[Start of Attachment]

//! # Application Scope
//!
//! The long-lived execution context the workflow runs on. Work spawned here
//! starts immediately and keeps running when the handle to its result is
//! dropped. The only cancellation boundary is [`ApplicationScope::shutdown`],
//! which stands in for process shutdown.

use std::future::Future;
use std::pin::Pin;
use std::sync::Arc;
use std::task::{Context, Poll};

use parking_lot::Mutex;
use thiserror::Error;
use tokio::runtime::Handle;
use tokio::task::{AbortHandle, JoinHandle};

/// Errors from running work on an [`ApplicationScope`].
#[derive(Error, Debug, Clone, PartialEq, Eq)]
pub enum ScopeError {
    /// No tokio runtime was available to bind the scope to.
    #[error("no tokio runtime is running")]
    NoRuntime,
    /// The scope was shut down before the work was spawned.
    #[error("application scope is shut down")]
    Closed,
    /// The work was aborted by scope shutdown.
    #[error("task cancelled by application scope shutdown")]
    Cancelled,
    /// The work panicked.
    #[error("task panicked: {0}")]
    Panicked(String),
}

/// Long-lived, non-cancellable execution context.
///
/// Cloning is cheap; all clones share one task registry.
#[derive(Clone)]
pub struct ApplicationScope {
    inner: Arc<Inner>,
}

struct Inner {
    handle: Handle,
    tasks: Mutex<Registry>,
}

struct Registry {
    closed: bool,
    in_flight: Vec<AbortHandle>,
}

impl ApplicationScope {
    /// Bind to the tokio runtime the caller is running on.
    pub fn current() -> Result<Self, ScopeError> {
        Handle::try_current()
            .map(Self::from_handle)
            .map_err(|_| ScopeError::NoRuntime)
    }

    /// Bind to an explicit runtime.
    pub fn from_handle(handle: Handle) -> Self {
        Self {
            inner: Arc::new(Inner {
                handle,
                tasks: Mutex::new(Registry {
                    closed: false,
                    in_flight: Vec::new(),
                }),
            }),
        }
    }

    /// Start `future` on the runtime now.
    ///
    /// The returned [`ScopedTask`] resolves to the future's output. Dropping
    /// it detaches the work instead of cancelling it. After
    /// [`shutdown`](Self::shutdown) nothing is spawned and the task resolves
    /// to [`ScopeError::Closed`].
    pub fn spawn<F>(&self, future: F) -> ScopedTask<F::Output>
    where
        F: Future + Send + 'static,
        F::Output: Send + 'static,
    {
        let mut tasks = self.inner.tasks.lock();
        if tasks.closed {
            tracing::warn!("spawn refused: application scope is shut down");
            return ScopedTask { handle: None };
        }
        tasks.in_flight.retain(|task| !task.is_finished());
        let handle = self.inner.handle.spawn(future);
        tasks.in_flight.push(handle.abort_handle());
        ScopedTask {
            handle: Some(handle),
        }
    }

    /// Abort everything still in flight and refuse further work.
    pub fn shutdown(&self) {
        let mut tasks = self.inner.tasks.lock();
        tasks.closed = true;
        let mut aborted = 0usize;
        for task in tasks.in_flight.drain(..) {
            if !task.is_finished() {
                task.abort();
                aborted += 1;
            }
        }
        tracing::info!(aborted, "application scope shut down");
    }

    /// Whether [`shutdown`](Self::shutdown) has been called.
    pub fn is_closed(&self) -> bool {
        self.inner.tasks.lock().closed
    }

    /// Number of spawned tasks that have not finished yet.
    pub fn in_flight(&self) -> usize {
        self.inner
            .tasks
            .lock()
            .in_flight
            .iter()
            .filter(|task| !task.is_finished())
            .count()
    }
}

impl std::fmt::Debug for ApplicationScope {
    fn fmt(&self, f: &mut std::fmt::Formatter<'_>) -> std::fmt::Result {
        let tasks = self.inner.tasks.lock();
        f.debug_struct("ApplicationScope")
            .field("closed", &tasks.closed)
            .field("tracked", &tasks.in_flight.len())
            .finish()
    }
}

// ─── ScopedTask ──────────────────────────────────────────────────────

/// Handle to work running on an [`ApplicationScope`].
///
/// Awaiting it yields the work's output. Dropping it does not cancel the work.
#[derive(Debug)]
pub struct ScopedTask<T> {
    handle: Option<JoinHandle<T>>,
}

impl<T> Future for ScopedTask<T> {
    type Output = Result<T, ScopeError>;

    fn poll(self: Pin<&mut Self>, cx: &mut Context<'_>) -> Poll<Self::Output> {
        let Some(handle) = self.get_mut().handle.as_mut() else {
            return Poll::Ready(Err(ScopeError::Closed));
        };
        match Pin::new(handle).poll(cx) {
            Poll::Pending => Poll::Pending,
            Poll::Ready(Ok(output)) => Poll::Ready(Ok(output)),
            Poll::Ready(Err(e)) if e.is_cancelled() => Poll::Ready(Err(ScopeError::Cancelled)),
            Poll::Ready(Err(e)) => {
                tracing::error!(error = %e, "application scope task panicked");
                Poll::Ready(Err(ScopeError::Panicked(e.to_string())))
            }
        }
    }
}

// ─── Tests ───────────────────────────────────────────────────────────
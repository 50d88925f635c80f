//! # scratch-oracle: Version Oracle
//!
//! The only network-shaped boundary of the scratch card demo. Activation asks
//! an oracle for the version associated with a card code and approves the
//! card only if that version is above the activation threshold.
//!
//! ## Implementations
//!
//! - [`HttpVersionOracle`]: typed reqwest client for the remote version
//!   endpoint (`GET {url}?code=...` returning `{"android": <int>}`).
//! - [`StaticVersionOracle`]: answers every code with one fixed version.
//!   Used for offline demos.
//!
//! Test doubles implement the same [`VersionOracle`] trait.
//!
//! ## Retry Policy
//!
//! Retries belong to the collaborator, not to the activation workflow. The
//! HTTP oracle retries requests that got no answer on the [`RetryPolicy`]
//! carried by [`OracleConfig`]; HTTP error statuses and malformed bodies are
//! returned immediately.

pub mod config;
pub mod error;
pub mod fixed;
pub mod http;
pub mod retry;

pub use config::{ConfigError, OracleConfig};
pub use error::OracleError;
pub use fixed::{StaticVersionOracle, DEFAULT_STATIC_VERSION};
pub use http::HttpVersionOracle;
pub use retry::RetryPolicy;

use std::future::Future;
use std::sync::Arc;

use scratch_core::{CardCode, Version};

/// Capability to look up the version associated with a card code.
///
/// The returned future is `Send` and the oracle is `'static`, so activation
/// can run the call on a long-lived application scope.
pub trait VersionOracle: Send + Sync + 'static {
    /// Fetch the version for `code`, or fail with a transport-level error.
    fn get_version(
        &self,
        code: &CardCode,
    ) -> impl Future<Output = Result<Version, OracleError>> + Send;
}

impl<O: VersionOracle> VersionOracle for Arc<O> {
    fn get_version(
        &self,
        code: &CardCode,
    ) -> impl Future<Output = Result<Version, OracleError>> + Send {
        (**self).get_version(code)
    }
}
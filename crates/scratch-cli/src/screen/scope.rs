//! Per-screen task scope.
//!
//! Presenters run their follow-up work here, such as turning an activation
//! result into a toast. Dropping the scope aborts every task it holds. State
//! transitions themselves never run here; they run on the workflow's
//! `ApplicationScope` and outlive the screen.

use std::future::Future;

use tokio::task::JoinSet;

/// Cancellable task set owned by one screen.
#[derive(Debug, Default)]
pub struct ScreenScope {
    tasks: JoinSet<()>,
}

impl ScreenScope {
    pub fn new() -> Self {
        Self::default()
    }

    /// Spawn follow-up work tied to this screen's lifetime.
    ///
    /// Must be called from within a tokio runtime.
    pub fn spawn<F>(&mut self, future: F)
    where
        F: Future<Output = ()> + Send + 'static,
    {
        self.tasks.spawn(future);
    }

    /// Number of tasks not yet reaped.
    pub fn len(&self) -> usize {
        self.tasks.len()
    }

    pub fn is_empty(&self) -> bool {
        self.tasks.is_empty()
    }

    /// Wait for every task spawned so far to finish.
    pub async fn settle(&mut self) {
        while let Some(result) = self.tasks.join_next().await {
            if let Err(e) = result {
                if e.is_panic() {
                    tracing::error!(error = %e, "screen task panicked");
                }
            }
        }
    }
}
//! Scratch screen: reveals the card code.

use scratch_core::CardState;
use scratch_oracle::VersionOracle;
use scratch_workflow::ActivationWorkflow;
use tokio::sync::mpsc::UnboundedSender;

use super::{ScreenEvent, ScreenScope};

/// Toast for scratching a card that already shows its code.
pub const ALREADY_SCRATCHED: &str = "Card is already scratched";
/// Toast for scratching an activated card.
pub const ALREADY_ACTIVATED: &str = "Card is already activated";
/// Toast while another operation is running, or when the reveal was cut
/// short by shutdown.
pub const SCRATCH_FAILED: &str = "Could not scratch the card. Please try again later.";

/// User actions on the scratch screen.
#[derive(Debug, Clone, Copy, PartialEq, Eq)]
pub enum ScratchAction {
    /// Reveal the code of an unscratched card.
    Scratch,
}

/// Presenter for the scratch screen.
///
/// Only an `Unscratched` card is revealed; every other state answers with a
/// toast.
#[derive(Debug)]
pub struct ScratchScreen<O> {
    workflow: ActivationWorkflow<O>,
    events: UnboundedSender<ScreenEvent>,
    scope: ScreenScope,
}

impl<O: VersionOracle> ScratchScreen<O> {
    /// Create the presenter with an empty [`ScreenScope`].
    pub fn new(workflow: ActivationWorkflow<O>, events: UnboundedSender<ScreenEvent>) -> Self {
        Self {
            workflow,
            events,
            scope: ScreenScope::new(),
        }
    }

    /// The card as the store holds it now.
    pub fn card(&self) -> CardState {
        self.workflow.store().current()
    }

    /// Handle a user action.
    pub fn on_action(&mut self, action: ScratchAction) {
        match action {
            ScratchAction::Scratch => self.scratch(),
        }
    }

    /// Follow-up work still attached to this screen.
    pub fn scope_mut(&mut self) -> &mut ScreenScope {
        &mut self.scope
    }

    fn scratch(&mut self) {
        match self.card() {
            CardState::Unscratched => {
                let reveal = self.workflow.reveal();
                let events = self.events.clone();
                self.scope.spawn(async move {
                    match reveal.await {
                        Ok(code) => tracing::debug!(code = %code, "reveal finished"),
                        Err(e) => {
                            tracing::warn!(error = %e, "reveal did not finish");
                            toast(&events, SCRATCH_FAILED);
                        }
                    }
                });
            }
            CardState::Scratched(_) => toast(&self.events, ALREADY_SCRATCHED),
            CardState::Activated(_) => toast(&self.events, ALREADY_ACTIVATED),
            CardState::Loading => toast(&self.events, SCRATCH_FAILED),
        }
    }
}

fn toast(events: &UnboundedSender<ScreenEvent>, message: &str) {
    // The renderer may already be gone during shutdown.
    let _ = events.send(ScreenEvent::Toast(message.to_string()));
}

[End of Attachment]

- WORK INSTRUCTIONS:
From the entries above, write out only the lines starting at the line that holds "on the scratch screen." and ending at the line that holds "pub struct ScratchScreen<O>", keeping both and matching them exactly.

- ANSWER TO THIS TASK:
/// User actions on the scratch screen.
#[derive(Debug, Clone, Copy, PartialEq, Eq)]
pub enum ScratchAction {
    /// Reveal the code of an unscratched card.
    Scratch,
}

/// Presenter for the scratch screen.
///
/// Only an `Unscratched` card is revealed; every other state answers with a
/// toast.
#[derive(Debug)]
pub struct ScratchScreen<O> {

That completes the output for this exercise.